In the entries that follow, the first line to write out is the one containing "filename crates/horizon-repeater/src/selection/mod.rs", and the last is the one containing "pub use index_path::IndexPath;". Reproduce that stretch exactly, with nothing before or after it.

[Start of Attachment]

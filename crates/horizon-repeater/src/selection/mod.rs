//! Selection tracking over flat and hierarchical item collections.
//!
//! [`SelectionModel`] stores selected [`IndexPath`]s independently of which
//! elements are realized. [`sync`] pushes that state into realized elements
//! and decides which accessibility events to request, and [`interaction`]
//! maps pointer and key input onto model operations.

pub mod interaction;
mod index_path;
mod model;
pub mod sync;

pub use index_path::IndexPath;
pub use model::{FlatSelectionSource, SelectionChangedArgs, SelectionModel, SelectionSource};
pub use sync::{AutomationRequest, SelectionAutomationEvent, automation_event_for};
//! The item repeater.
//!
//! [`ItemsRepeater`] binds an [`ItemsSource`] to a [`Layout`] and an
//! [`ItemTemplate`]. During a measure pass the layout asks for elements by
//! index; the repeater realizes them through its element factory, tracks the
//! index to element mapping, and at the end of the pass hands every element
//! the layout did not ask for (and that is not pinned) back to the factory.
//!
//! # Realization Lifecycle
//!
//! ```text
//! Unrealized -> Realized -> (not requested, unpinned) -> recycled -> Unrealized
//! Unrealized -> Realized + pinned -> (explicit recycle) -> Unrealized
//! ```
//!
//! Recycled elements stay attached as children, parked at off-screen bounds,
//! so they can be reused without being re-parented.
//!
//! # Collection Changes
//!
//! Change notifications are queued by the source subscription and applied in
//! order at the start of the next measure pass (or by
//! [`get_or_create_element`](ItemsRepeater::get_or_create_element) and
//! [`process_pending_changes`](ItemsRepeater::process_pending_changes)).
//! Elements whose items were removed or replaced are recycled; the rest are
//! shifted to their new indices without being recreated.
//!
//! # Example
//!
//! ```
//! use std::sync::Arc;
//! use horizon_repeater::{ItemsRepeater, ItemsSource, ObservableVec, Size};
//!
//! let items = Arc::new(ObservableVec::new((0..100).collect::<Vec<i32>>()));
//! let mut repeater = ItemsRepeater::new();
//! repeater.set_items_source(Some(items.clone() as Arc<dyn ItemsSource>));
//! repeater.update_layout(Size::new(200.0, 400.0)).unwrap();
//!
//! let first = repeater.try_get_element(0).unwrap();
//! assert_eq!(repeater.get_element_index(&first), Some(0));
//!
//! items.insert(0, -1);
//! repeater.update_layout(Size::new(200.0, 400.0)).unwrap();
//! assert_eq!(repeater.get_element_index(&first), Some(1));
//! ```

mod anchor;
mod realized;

[End of Attachment]
[Start of Attachment]

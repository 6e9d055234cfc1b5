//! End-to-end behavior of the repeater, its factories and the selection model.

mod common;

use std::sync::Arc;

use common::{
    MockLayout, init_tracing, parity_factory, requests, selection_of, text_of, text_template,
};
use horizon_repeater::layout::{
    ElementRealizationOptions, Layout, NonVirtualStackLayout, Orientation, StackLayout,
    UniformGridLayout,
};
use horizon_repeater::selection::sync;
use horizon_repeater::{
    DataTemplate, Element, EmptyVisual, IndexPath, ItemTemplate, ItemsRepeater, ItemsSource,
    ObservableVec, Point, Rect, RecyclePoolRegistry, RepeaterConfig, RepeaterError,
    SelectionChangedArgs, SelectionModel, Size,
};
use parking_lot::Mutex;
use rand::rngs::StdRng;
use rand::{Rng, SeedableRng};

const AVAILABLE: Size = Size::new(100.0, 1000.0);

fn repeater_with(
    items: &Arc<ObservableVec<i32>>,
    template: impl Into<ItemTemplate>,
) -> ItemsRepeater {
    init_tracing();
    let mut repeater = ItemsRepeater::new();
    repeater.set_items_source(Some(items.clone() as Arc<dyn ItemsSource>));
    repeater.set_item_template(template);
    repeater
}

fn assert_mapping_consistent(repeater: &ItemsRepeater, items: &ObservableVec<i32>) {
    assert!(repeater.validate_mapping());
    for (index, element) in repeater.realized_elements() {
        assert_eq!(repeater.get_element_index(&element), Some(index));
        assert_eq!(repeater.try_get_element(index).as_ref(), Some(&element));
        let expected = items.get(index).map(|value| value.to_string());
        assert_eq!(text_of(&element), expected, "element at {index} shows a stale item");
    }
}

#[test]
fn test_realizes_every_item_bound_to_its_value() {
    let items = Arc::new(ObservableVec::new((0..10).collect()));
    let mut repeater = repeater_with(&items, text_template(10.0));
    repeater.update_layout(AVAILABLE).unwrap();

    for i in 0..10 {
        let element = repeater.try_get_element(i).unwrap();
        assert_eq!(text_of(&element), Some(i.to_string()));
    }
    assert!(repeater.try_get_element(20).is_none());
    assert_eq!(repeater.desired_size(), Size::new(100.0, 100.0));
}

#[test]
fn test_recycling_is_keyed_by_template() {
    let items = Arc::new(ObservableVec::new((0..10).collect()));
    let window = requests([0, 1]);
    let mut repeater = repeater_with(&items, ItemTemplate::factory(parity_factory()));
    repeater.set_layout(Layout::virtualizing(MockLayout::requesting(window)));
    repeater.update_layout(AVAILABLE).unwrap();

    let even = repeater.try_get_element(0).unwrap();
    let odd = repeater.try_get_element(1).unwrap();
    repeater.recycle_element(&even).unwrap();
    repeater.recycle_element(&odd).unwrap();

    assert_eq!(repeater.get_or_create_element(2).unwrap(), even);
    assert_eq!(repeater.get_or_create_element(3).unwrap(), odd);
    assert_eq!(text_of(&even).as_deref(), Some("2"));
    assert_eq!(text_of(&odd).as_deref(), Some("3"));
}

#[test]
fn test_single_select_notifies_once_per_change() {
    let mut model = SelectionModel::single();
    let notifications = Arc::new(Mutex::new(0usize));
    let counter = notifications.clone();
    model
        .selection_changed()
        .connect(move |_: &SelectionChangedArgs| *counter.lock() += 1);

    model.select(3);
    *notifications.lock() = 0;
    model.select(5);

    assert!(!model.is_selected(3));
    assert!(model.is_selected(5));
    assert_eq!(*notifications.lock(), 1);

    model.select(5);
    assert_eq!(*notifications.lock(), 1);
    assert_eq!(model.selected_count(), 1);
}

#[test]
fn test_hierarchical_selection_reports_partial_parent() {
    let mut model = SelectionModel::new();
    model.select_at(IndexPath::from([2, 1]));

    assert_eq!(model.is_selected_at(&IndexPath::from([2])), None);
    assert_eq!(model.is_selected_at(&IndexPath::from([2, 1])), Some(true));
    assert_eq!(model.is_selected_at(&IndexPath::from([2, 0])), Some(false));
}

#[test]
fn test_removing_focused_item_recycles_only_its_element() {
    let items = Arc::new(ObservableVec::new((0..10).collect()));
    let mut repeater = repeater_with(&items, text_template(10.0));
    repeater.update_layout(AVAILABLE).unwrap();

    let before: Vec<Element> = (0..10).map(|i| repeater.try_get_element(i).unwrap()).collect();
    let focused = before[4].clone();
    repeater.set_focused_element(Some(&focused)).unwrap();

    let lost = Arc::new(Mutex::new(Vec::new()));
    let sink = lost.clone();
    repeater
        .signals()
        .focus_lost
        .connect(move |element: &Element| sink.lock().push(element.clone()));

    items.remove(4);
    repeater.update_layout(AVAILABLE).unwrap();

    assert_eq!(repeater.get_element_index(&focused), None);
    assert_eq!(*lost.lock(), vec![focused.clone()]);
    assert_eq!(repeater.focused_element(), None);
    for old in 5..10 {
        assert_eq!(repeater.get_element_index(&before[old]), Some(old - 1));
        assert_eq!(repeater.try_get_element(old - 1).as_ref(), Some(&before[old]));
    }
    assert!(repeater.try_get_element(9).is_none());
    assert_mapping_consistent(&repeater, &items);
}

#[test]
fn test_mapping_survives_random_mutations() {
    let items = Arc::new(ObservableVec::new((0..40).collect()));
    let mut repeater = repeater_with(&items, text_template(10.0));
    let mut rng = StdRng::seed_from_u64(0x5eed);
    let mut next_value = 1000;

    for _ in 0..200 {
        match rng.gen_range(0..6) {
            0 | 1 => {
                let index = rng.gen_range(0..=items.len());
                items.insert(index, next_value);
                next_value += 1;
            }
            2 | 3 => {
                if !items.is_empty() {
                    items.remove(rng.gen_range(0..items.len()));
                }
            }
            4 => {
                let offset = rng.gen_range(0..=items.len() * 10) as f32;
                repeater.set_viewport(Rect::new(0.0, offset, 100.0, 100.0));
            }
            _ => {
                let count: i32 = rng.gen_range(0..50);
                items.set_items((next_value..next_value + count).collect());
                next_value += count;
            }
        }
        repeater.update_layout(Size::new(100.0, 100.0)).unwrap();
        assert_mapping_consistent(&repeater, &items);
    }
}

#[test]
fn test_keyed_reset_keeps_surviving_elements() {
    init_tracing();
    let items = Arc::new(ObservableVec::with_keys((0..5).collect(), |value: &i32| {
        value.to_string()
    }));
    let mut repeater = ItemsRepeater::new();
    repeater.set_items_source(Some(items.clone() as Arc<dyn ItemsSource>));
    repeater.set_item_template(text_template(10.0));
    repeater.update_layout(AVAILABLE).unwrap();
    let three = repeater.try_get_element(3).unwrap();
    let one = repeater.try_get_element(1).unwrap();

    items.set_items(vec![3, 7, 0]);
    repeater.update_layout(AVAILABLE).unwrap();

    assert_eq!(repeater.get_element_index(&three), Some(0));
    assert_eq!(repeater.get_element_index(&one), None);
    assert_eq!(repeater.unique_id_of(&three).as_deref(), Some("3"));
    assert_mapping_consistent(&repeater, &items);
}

[End of Attachment]

Exercise output:
filename crates/horizon-repeater/src/selection/mod.rs
//! Selection tracking over flat and hierarchical item collections.
//!
//! [`SelectionModel`] stores selected [`IndexPath`]s independently of which
//! elements are realized. [`sync`] pushes that state into realized elements
//! and decides which accessibility events to request, and [`interaction`]
//! maps pointer and key input onto model operations.

pub mod interaction;
mod index_path;
mod model;
pub mod sync;

pub use index_path::IndexPath;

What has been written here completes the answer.